=== Section Start ===

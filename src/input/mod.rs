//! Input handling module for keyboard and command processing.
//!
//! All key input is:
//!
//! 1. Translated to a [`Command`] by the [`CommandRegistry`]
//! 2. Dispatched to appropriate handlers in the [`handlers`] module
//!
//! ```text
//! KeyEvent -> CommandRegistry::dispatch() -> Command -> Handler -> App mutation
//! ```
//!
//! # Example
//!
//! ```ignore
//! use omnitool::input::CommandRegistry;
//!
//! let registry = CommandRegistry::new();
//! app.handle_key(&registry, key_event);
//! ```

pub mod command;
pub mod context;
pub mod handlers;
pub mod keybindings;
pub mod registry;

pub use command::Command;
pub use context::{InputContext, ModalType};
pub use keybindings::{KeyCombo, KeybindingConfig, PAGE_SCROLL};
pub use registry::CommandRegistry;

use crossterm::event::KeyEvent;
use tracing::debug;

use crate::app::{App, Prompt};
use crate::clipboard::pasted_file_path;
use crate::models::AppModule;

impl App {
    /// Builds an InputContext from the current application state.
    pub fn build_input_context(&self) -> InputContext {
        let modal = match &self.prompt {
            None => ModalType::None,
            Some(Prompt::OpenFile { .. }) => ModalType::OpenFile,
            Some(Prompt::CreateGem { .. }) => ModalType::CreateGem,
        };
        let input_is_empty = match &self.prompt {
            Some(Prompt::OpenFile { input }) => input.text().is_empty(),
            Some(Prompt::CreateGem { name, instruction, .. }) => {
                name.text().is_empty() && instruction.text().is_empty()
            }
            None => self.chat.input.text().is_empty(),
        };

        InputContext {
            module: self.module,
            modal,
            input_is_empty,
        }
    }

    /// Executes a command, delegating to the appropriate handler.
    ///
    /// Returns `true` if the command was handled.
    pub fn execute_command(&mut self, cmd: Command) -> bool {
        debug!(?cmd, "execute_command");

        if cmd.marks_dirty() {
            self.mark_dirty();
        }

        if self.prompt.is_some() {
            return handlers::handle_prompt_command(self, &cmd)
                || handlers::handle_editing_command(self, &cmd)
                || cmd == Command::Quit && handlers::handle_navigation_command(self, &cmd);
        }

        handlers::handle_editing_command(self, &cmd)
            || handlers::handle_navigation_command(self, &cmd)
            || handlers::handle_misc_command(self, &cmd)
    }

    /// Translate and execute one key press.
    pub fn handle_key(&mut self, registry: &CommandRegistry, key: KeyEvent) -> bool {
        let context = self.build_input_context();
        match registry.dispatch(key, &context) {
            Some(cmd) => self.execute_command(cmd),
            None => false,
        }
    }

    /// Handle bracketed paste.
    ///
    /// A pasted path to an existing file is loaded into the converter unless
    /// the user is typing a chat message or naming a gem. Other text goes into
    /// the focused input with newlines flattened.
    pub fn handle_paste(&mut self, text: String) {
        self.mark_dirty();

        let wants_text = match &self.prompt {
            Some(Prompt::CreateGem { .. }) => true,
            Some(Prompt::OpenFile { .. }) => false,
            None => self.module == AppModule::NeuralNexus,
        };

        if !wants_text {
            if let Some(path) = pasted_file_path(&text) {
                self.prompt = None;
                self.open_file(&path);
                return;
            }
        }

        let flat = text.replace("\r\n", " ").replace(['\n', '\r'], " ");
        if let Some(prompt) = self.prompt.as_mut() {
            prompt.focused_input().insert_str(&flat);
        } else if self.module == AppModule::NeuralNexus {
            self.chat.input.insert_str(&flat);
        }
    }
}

=== Section End ===
=== Section Start ===

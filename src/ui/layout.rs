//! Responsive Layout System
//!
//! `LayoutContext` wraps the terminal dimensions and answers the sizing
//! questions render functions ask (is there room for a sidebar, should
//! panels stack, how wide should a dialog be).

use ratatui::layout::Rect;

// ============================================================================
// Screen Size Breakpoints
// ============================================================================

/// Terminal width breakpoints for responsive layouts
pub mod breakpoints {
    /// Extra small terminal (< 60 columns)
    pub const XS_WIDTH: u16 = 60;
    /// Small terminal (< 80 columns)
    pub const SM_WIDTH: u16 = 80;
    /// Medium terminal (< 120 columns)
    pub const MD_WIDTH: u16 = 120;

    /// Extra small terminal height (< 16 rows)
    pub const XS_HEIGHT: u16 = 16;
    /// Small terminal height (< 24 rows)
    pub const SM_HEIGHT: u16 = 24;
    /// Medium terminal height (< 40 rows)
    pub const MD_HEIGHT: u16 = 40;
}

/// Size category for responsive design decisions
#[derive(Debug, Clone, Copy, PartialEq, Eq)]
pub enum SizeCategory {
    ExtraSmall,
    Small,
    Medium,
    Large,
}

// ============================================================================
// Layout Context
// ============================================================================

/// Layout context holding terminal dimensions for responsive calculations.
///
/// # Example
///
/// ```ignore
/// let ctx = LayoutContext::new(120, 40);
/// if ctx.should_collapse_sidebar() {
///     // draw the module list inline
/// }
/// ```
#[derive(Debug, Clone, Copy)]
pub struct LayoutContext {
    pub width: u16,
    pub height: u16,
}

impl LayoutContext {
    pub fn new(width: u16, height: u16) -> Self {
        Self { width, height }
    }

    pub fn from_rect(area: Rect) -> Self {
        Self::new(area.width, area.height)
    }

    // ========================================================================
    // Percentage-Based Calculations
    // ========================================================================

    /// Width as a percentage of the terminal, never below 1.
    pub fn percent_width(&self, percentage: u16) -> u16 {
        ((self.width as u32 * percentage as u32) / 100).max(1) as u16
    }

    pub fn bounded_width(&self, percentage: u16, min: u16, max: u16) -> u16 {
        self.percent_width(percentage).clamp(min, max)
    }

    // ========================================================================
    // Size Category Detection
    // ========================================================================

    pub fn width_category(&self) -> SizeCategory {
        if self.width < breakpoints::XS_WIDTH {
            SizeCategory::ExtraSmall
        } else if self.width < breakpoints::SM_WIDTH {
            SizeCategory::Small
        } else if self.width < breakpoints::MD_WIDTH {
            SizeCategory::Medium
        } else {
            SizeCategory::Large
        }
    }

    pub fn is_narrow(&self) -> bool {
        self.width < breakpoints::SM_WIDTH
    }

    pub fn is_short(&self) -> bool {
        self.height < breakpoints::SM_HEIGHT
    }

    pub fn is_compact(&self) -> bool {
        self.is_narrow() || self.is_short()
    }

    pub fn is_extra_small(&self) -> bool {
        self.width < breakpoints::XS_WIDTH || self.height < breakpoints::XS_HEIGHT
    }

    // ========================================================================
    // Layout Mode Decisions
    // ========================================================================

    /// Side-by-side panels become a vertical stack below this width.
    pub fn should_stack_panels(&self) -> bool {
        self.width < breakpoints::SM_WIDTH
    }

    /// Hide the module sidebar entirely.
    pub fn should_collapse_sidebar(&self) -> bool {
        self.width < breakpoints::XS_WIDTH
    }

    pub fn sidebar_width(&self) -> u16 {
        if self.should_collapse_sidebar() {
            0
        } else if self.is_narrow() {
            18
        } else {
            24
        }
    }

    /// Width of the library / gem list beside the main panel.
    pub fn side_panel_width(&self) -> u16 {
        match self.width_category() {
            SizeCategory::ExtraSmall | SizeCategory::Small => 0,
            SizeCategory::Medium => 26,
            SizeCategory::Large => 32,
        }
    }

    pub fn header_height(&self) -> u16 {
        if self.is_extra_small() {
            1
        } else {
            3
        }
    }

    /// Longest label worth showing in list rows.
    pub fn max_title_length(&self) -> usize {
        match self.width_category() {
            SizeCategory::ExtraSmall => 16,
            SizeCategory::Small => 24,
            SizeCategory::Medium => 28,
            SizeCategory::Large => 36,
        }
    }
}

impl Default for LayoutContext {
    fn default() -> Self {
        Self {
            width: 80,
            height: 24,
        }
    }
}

=== Section End ===

Goal of the exercise =
Your answer should consist of the lines from the line with "filename src/input/mod.rs" to the line with "pub use command::Command;" above, repeated exactly, both ends included.

Response area =
filename src/input/mod.rs
//! Input handling module for keyboard and command processing.
//!
//! All key input is:
//!
//! 1. Translated to a [`Command`] by the [`CommandRegistry`]
//! 2. Dispatched to appropriate handlers in the [`handlers`] module
//!
//! ```text
//! KeyEvent -> CommandRegistry::dispatch() -> Command -> Handler -> App mutation
//! ```
//!
//! # Example
//!
//! ```ignore
//! use omnitool::input::CommandRegistry;
//!
//! let registry = CommandRegistry::new();
//! app.handle_key(&registry, key_event);
//! ```

pub mod command;
pub mod context;
pub mod handlers;
pub mod keybindings;
pub mod registry;

pub use command::Command;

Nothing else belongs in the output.